▶ [Problem]:
Work out how many lines in the material beneath contain "scanline". Give only that number.

▶ [Study material]:
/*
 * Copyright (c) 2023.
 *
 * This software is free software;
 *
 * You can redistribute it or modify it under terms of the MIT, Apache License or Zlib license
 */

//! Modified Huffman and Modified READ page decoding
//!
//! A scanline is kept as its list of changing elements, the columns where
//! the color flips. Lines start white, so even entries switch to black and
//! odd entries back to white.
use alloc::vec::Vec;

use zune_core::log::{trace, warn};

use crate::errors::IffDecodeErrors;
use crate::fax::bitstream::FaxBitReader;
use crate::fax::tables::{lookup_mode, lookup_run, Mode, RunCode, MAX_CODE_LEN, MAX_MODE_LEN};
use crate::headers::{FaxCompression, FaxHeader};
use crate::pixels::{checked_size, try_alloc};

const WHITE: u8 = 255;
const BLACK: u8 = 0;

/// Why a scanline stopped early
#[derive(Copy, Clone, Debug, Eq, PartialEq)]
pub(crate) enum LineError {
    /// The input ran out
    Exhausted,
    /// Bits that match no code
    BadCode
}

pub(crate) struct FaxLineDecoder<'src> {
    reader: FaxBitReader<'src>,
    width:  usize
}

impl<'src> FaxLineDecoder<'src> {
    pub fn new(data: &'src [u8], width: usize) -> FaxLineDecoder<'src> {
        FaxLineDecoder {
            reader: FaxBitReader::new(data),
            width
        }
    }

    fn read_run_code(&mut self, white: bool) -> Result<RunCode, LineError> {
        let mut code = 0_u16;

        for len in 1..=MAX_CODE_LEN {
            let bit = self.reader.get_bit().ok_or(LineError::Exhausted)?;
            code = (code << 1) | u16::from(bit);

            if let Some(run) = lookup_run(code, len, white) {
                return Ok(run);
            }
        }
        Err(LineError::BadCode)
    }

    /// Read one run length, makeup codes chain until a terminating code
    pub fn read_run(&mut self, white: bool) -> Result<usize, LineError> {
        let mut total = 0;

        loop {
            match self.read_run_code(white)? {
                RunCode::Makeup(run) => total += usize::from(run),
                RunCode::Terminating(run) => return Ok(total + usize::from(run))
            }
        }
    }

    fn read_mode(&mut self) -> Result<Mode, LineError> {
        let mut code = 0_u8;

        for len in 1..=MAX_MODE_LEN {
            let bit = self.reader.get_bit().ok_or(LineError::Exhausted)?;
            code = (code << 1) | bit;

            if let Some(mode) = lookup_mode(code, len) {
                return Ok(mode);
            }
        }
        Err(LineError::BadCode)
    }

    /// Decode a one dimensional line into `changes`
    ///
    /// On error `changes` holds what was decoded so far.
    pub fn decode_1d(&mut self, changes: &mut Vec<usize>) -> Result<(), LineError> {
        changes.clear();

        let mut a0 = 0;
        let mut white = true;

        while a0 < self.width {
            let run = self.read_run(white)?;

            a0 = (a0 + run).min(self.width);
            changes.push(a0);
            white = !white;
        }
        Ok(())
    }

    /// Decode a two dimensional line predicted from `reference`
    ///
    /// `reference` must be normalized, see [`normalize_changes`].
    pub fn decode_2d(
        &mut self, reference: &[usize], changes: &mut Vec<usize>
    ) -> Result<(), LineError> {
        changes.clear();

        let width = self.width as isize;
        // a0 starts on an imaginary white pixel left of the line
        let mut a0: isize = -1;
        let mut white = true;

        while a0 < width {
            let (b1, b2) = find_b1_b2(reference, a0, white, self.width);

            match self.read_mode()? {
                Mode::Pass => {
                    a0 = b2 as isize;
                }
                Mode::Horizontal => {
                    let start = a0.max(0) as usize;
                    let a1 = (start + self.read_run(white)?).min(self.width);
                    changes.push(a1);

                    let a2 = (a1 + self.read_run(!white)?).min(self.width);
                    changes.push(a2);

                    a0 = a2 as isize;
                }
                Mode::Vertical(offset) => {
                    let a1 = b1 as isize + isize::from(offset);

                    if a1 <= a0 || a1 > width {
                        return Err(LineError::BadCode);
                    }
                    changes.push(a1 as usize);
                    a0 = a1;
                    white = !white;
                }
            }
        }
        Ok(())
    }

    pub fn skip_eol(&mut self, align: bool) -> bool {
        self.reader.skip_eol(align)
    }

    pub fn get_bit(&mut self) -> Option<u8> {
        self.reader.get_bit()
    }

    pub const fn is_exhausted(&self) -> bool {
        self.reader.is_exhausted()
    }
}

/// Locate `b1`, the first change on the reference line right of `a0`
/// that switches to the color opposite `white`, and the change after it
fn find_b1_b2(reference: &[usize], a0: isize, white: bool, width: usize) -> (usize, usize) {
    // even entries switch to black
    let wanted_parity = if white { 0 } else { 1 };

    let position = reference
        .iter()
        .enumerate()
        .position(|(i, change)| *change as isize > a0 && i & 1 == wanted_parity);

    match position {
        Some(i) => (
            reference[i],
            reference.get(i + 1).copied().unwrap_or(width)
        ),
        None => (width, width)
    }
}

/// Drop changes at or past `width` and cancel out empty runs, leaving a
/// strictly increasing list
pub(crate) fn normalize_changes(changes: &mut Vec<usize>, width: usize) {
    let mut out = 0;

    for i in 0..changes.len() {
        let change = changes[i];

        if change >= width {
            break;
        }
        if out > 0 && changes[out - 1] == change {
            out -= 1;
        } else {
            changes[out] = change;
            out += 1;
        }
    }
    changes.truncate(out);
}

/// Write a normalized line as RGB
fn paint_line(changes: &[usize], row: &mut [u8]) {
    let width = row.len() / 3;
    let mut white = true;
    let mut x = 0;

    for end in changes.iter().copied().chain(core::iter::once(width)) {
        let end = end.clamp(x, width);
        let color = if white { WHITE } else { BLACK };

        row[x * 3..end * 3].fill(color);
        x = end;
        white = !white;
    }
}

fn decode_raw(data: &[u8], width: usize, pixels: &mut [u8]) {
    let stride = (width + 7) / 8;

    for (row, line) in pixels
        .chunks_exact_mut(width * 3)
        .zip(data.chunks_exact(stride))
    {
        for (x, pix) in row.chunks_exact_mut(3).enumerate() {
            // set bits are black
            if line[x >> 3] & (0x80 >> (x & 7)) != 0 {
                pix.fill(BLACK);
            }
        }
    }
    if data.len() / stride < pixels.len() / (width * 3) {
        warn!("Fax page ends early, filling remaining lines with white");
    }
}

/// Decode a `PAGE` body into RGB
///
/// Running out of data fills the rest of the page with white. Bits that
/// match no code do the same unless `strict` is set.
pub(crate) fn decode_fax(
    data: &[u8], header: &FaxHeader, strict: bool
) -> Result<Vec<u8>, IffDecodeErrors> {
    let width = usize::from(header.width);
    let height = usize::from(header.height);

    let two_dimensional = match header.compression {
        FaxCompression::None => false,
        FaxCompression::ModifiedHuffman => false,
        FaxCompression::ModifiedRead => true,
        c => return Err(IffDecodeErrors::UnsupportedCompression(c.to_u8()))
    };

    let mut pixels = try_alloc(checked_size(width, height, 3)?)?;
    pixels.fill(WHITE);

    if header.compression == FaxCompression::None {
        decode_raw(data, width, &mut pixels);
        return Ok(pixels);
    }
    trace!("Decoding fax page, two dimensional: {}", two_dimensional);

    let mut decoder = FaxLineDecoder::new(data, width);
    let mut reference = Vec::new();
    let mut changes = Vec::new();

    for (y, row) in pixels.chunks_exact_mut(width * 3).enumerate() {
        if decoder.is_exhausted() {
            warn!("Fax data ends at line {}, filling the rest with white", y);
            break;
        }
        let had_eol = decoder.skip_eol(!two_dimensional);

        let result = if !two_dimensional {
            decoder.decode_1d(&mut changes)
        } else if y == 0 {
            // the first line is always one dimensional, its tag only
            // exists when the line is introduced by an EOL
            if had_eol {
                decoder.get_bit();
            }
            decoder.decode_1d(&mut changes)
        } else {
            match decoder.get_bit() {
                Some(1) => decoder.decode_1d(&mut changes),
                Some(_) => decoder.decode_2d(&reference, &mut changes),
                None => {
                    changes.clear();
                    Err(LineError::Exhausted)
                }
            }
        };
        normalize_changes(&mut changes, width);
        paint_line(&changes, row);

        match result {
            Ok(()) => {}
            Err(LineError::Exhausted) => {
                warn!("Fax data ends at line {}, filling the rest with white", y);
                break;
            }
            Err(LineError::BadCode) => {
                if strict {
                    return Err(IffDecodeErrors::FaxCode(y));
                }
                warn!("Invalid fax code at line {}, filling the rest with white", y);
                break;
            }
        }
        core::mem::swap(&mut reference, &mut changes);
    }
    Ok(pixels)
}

▶ [Exercise solution]:
2